Maybe Matt's Miracle(2)



I can’t breathe. My chest stills, and I feel like I’m going to pass out. Dad shoves a glass of water at me, and I raise it to my lips, sputter into the rim of it, take a sip, swallow, and inhale. I take a deep breath. And I wait. Because there’s more. There’s always more with my dad.

“She has three children. Seth is sixteen. Joey is five. And Mellie is three.” He covers my hand with his and squeezes it. “They don’t have anyone but me. And I can’t take them.” He sits back and rubs the bridge of his nose. “You know how your mother is,” he explains.

Yes, and I know how my mother was betrayed. Yes, I know how my mother found out about his mistress. Yes, I know how my mother hates the ground they all walk on. Sometimes I think she hates me, too. It’s hard to tell. I really don’t think she loves anyone or anything.

He looks me in the eye. “I need for you to help me. They’re your nieces and nephew, no matter what your mother has taught you.”

I am stunned. Absolutely stunned. “You love them,” I say quietly.

He nods. “I do.”

“You love her.” The words fall on the room like cracks of thunder.

“I do.”

I lean back against the chair. “Can I ask you something?”

He nods. It’s a quick jerk, but I see it.

“What did they give you that we couldn’t?” I ask. I don’t even cry. I just ask it. I always wanted to know.

“Your mother made it really hard for me to be a part of our family,” he says. “After she found out—” He raises his hand to stop me when I open my mouth to complain. “Wait,” he says. “Hear me out.”

I nod. I couldn’t talk if I wanted to.

“I loved you and your brother and sister. But I loved Kendra’s mother, too, and I should have divorced your mother and made a clean break.”

“Without us,” I say.

“No, I would have taken you with me if I could. But I couldn’t. Your mother would have ruined me financially, and I could get over that, but she would have gotten custody of you all. And I couldn’t just leave you with all that hatred, without at least trying to be a buffer.” I don’t remember him as a buffer. I know him as that man I never knew. He balls up his fist and squeezes tightly. “That’s why I never left completely. Your mother is more than a bit vindictive, as you know.” He scrubs a hand across his perfect white hair. “Sometimes I think she would have been okay with it if Kendra’s mother was white.”

What? Kendra’s mother’s not white? My father had an affair with a woman of a different race?

“If you do this for me, your mother is going to be very angry at you.”

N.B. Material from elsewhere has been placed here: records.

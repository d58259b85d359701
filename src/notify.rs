use serde::Serialize;
use std::error::Error;
use tracing::{error, warn};

/// Operator notification channel. Fire-and-forget: implementations must not
/// block the caller and must swallow their own delivery failures.
pub trait Notifier: Send + Sync + 'static {
    fn notify(&self, message: &str);

    fn notify_error(&self, error: &(dyn Error + Send + Sync));
}

/// Sends notifications to the log only.
#[derive(Debug, Clone, Default)]
pub struct LogNotifier;

impl Notifier for LogNotifier {
    fn notify(&self, message: &str) {
        warn!(target: "operator", "{}", message);
    }

    fn notify_error(&self, err: &(dyn Error + Send + Sync)) {
        error!(target: "operator", "{}", err);
    }
}

#[derive(Debug, Serialize)]
struct WebhookPayload<'a> {
    level: &'a str,
    content: String,
}

/// Posts notifications as JSON to a webhook (Discord/Slack style).
#[derive(Debug, Clone)]
pub struct WebhookNotifier {
    client: reqwest::Client,
    url: String,
    source: String,
}

impl WebhookNotifier {
    pub fn new(url: impl Into<String>, source: impl Into<String>) -> Self {
        Self {
            client: reqwest::Client::new(),
            url: url.into(),
            source: source.into(),
        }
    }

    fn post(&self, level: &'static str, text: String) {
        let Ok(runtime) = tokio::runtime::Handle::try_current() else {
            warn!("No runtime to deliver notification: {}", text);
            return;
        };

        let client = self.client.clone();
        let url = self.url.clone();
        let payload = WebhookPayload {
            level,
            content: format!("[{}] {}", self.source, text),
        };
        let body = match serde_json::to_value(&payload) {
            Ok(body) => body,
            Err(e) => {
                warn!("Failed to encode notification: {}", e);
                return;
            }
        };

        runtime.spawn(async move {
            let result = client
                .post(&url)
                .json(&body)
                .send()
                .await
                .and_then(|resp| resp.error_for_status());
            if let Err(e) = result {
                warn!("Failed to deliver operator notification: {}", e);
            }
        });
    }
}

impl Notifier for WebhookNotifier {
    fn notify(&self, message: &str) {
        warn!(target: "operator", "{}", message);
        self.post("info", message.to_string());
    }

    fn notify_error(&self, err: &(dyn Error + Send + Sync)) {
        error!(target: "operator", "{}", err);
        self.post("error", err.to_string());
    }
}
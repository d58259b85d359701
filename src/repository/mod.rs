pub mod database;
pub mod event_repository;
pub mod models;
pub mod sponsor_repository;
pub mod transfer_repository;

pub use database::Database;
pub use event_repository::EventRepository;
pub use models::{Event, EventState, TokenStandard, Transfer, TransferStatus};
pub use sponsor_repository::SponsorRepository;
pub use transfer_repository::TransferRepository;
use alloy_primitives::Address;
use anyhow::{Context, Result, bail};
use std::fmt::Display;
use std::str::FromStr;
use std::time::Duration;

use crate::queue::QueueOptions;
use crate::repository::TokenStandard;
use crate::scanner::DEFAULT_RATE;
use crate::sync::{DEFAULT_SYNC_RATE, SyncOptions};

#[derive(Debug, Clone)]
pub struct Config {
    pub json_rpc_urls: Vec<String>,
    pub database_url: String,
    pub contracts: Vec<(Address, TokenStandard)>,
    pub scan_rate: u64,
    pub scan_interval: Duration,
    pub retry_delay: Duration,
    pub bundler_url: Option<String>,
    pub sync_interval: Duration,
    pub sync: SyncOptions,
    pub queue_name: String,
    pub queue: QueueOptions,
    pub notify_webhook_url: Option<String>,
}

impl Config {
    pub fn from_env() -> Result<Self> {
        dotenv::dotenv().ok();
        Self::from_vars(|key| std::env::var(key).ok())
    }

    fn from_vars(var: impl Fn(&str) -> Option<String>) -> Result<Self> {
        let json_rpc_urls: Vec<String> = var("JSON_RPC_URLS")
            .context("JSON_RPC_URLS must be set in .env")?
            .split(',')
            .map(|url| url.trim().to_string())
            .filter(|url| !url.is_empty())
            .collect();
        if json_rpc_urls.is_empty() {
            bail!("JSON_RPC_URLS must contain at least one URL");
        }

        let database_url = var("DATABASE_URL")
            .unwrap_or_else(|| "sqlite:./indexer.db".to_string());
        let contracts = var("INDEXER_CONTRACTS")
            .map(|value| parse_contracts(&value))
            .transpose()
            .context("Invalid INDEXER_CONTRACTS")?
            .unwrap_or_default();

        let scan_rate: u64 = parse_or(&var, "SCAN_RATE", DEFAULT_RATE)?;
        if scan_rate == 0 {
            bail!("SCAN_RATE must be positive");
        }

        let pending_threshold = parse_or(&var, "PENDING_THRESHOLD_SECS", 60)?;
        let pending_expiry = parse_or(&var, "PENDING_EXPIRY_SECS", 3600)?;
        let sync = SyncOptions {
            rate: parse_or(&var, "SYNC_RATE", DEFAULT_SYNC_RATE)?,
            pending_threshold: chrono::Duration::seconds(pending_threshold),
            pending_expiry: chrono::Duration::seconds(pending_expiry),
        };

        let batch_window_ms = parse_or(&var, "QUEUE_BATCH_WINDOW_MS", 250)?;
        let retry_backoff_ms = parse_or(&var, "QUEUE_RETRY_BACKOFF_MS", 500)?;
        let queue = QueueOptions {
            capacity: parse_or(&var, "QUEUE_CAPACITY", 1000)?,
            max_batch_size: parse_or(&var, "QUEUE_MAX_BATCH", 100)?,
            batch_window: Duration::from_millis(batch_window_ms),
            max_retries: parse_or(&var, "QUEUE_MAX_RETRIES", 3)?,
            retry_backoff: Duration::from_millis(retry_backoff_ms),
        };
        if queue.capacity == 0 || queue.max_batch_size == 0 {
            bail!("QUEUE_CAPACITY and QUEUE_MAX_BATCH must be positive");
        }

        Ok(Config {
            json_rpc_urls,
            database_url,
            contracts,
            scan_rate,
            scan_interval: Duration::from_secs(parse_or(&var, "SCAN_INTERVAL_SECS", 12)?),
            retry_delay: Duration::from_secs(parse_or(&var, "RETRY_DELAY_SECS", 1)?),
            bundler_url: non_empty(var("BUNDLER_URL")),
            sync_interval: Duration::from_secs(parse_or(&var, "SYNC_INTERVAL_SECS", 30)?),
            sync,
            queue_name: var("QUEUE_NAME").unwrap_or_else(|| "userops".to_string()),
            queue,
            notify_webhook_url: non_empty(var("NOTIFY_WEBHOOK_URL")),
        })
    }
}

fn parse_or<T>(var: &impl Fn(&str) -> Option<String>, key: &str, default: T) -> Result<T>
where
    T: FromStr,
    T::Err: Display,
{
    match var(key) {
        Some(value) => value
            .trim()
            .parse()
            .map_err(|e| anyhow::anyhow!("Invalid {} {:?}: {}", key, value, e)),
        None => Ok(default),
    }
}

fn non_empty(value: Option<String>) -> Option<String> {
    value.filter(|v| !v.trim().is_empty())
}

/// Parses `0xaddr:erc20,0xaddr:erc1155,...`.
pub fn parse_contracts(value: &str) -> Result<Vec<(Address, TokenStandard)>> {
    value
        .split(',')
        .map(str::trim)
        .filter(|entry| !entry.is_empty())
        .map(|entry| {
            let (address, standard) = entry
                .split_once(':')
                .with_context(|| format!("expected <address>:<standard>, got {:?}", entry))?;
            let address = Address::from_str(address.trim())
                .with_context(|| format!("invalid contract address {:?}", address))?;
            let standard = TokenStandard::from_str(standard.trim())?;
            Ok((address, standard))
        })
        .collect()
}

#[cfg(test)]
mod tests {
    use super::*;
    use std::collections::HashMap;

    fn config(vars: &[(&str, &str)]) -> Result<Config> {
        let vars: HashMap<String, String> = vars
            .iter()
            .map(|(k, v)| (k.to_string(), v.to_string()))
            .collect();
        Config::from_vars(|key| vars.get(key).cloned())
    }

    fn with_contracts(value: &str) -> Result<Config> {
        config(&[("JSON_RPC_URLS", "http://a"), ("INDEXER_CONTRACTS", value)])
    }

    #[test]
    fn applies_defaults() {
        let config = config(&[("JSON_RPC_URLS", "http://a, http://b")]).unwrap();

        assert_eq!(config.json_rpc_urls, vec!["http://a", "http://b"]);
        assert_eq!(config.database_url, "sqlite:./indexer.db");
        assert!(config.contracts.is_empty());
        assert_eq!(config.scan_rate, 1000);
        assert_eq!(config.scan_interval, Duration::from_secs(12));
        assert_eq!(config.bundler_url, None);
        assert_eq!(config.queue_name, "userops");
        assert_eq!(config.queue.max_retries, 3);
        assert_eq!(config.sync.pending_expiry, chrono::Duration::hours(1));
    }

    #[test]
    fn reads_contracts_and_overrides() {
        let config = config(&[
            ("JSON_RPC_URLS", "http://a"),
            (
                "INDEXER_CONTRACTS",
                "0x0101010101010101010101010101010101010101:erc20, 0x0202020202020202020202020202020202020202:ERC1155",
            ),
            ("SCAN_RATE", "200"),
            ("QUEUE_BATCH_WINDOW_MS", "50"),
            ("BUNDLER_URL", "http://bundler"),
        ])
        .unwrap();

        assert_eq!(
            config.contracts,
            vec![
                (Address::repeat_byte(1), TokenStandard::Erc20),
                (Address::repeat_byte(2), TokenStandard::Erc1155),
            ]
        );
        assert_eq!(config.scan_rate, 200);
        assert_eq!(config.queue.batch_window, Duration::from_millis(50));
        assert_eq!(config.bundler_url.as_deref(), Some("http://bundler"));
    }

    #[test]
    fn rejects_invalid_values() {
        assert!(config(&[]).is_err());
        assert!(config(&[("JSON_RPC_URLS", " , ")]).is_err());
        assert!(config(&[("JSON_RPC_URLS", "http://a"), ("SCAN_RATE", "fast")]).is_err());
        assert!(config(&[("JSON_RPC_URLS", "http://a"), ("SCAN_RATE", "0")]).is_err());
        assert!(with_contracts("0x01:erc20").is_err());
        assert!(with_contracts("0x0101010101010101010101010101010101010101:erc777").is_err());
    }
}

No shit. She’ll hate me. But I think she already does anyway.

“I understand if you say no,” he says on a sigh. “But they don’t have anyone else.”

“Where is their father?” I ask.

He shrugs. “Fathers,” he says, enunciating the word. “Seth has a dad who sees him once or twice a year, and the girls’ dad has a new family and not enough time for them.”

“So, what do you want me to do?” I ask. I throw my napkin into my plate. My manicotti is churning in my stomach.

“I want you to go and get them.”

“Did you ask Tim? Or Lydia?” They’re my brother and sister and both are older than me.

He shakes his head. “They have families of their own.”

“And I don’t.” Shit, I don’t have anyone. No one but a boyfriend I almost never see. My mother is a nutcase and my father’s heart lies with another family.

“You’re single. You would be wonderful with them.” He lowers his voice and looks around the room. “You won’t look at them like they’re unwanted, biracial children. You’ll love them. I know you will.” He glares at me. “Will you at least meet them? Please? I know it would be a challenge. You’d have to learn a lot, but Seth is sixteen. He helps to take care of the little ones. Hell, in two years, he can take custody himself. That’s what he wants.”

Dad’s pleading with me.

“I’ve never asked for anything before,” he says.

He’s right. He’s never asked for a good night kiss. Or any of the things fathers want. Well, he probably asked for them from Kendra.

“I’ll go,” I say. They’re just children after all. And children need to be loved. I wasn’t, but I can make it better for Kendra’s kids, can’t I? There’s a tiny little piece of me that wants to make my father proud. To make him love me.

He deflates like a balloon. “Oh, thank God,” he says. He lays a hand on his chest. Then he gets up, lifts me by my elbows, and pulls me to him. I can’t remember ever getting a hug from my father before, and I don’t know what to do with it. He holds me like that, breathing into the hair on the top of my head for a moment. Then he sets me back. His eyes are wet with unshed tears. “Thank you,” he says. “Thank you so much.”

I nod. I can’t do anything more. I feel like somebody took my insides and shoved them up my throat.



I’m jerked from my memories when someone sits down on my left. I look up and instantly recognize Matthew Reed. He was a friend of Kendra’s from the cancer center. I went to visit, right before Kendra died, and to get the kids. Matt was waiting with her. He stayed with Seth so they could be there when she took her last breath. I took the little ones home; I didn’t think they needed to remember their mom that way.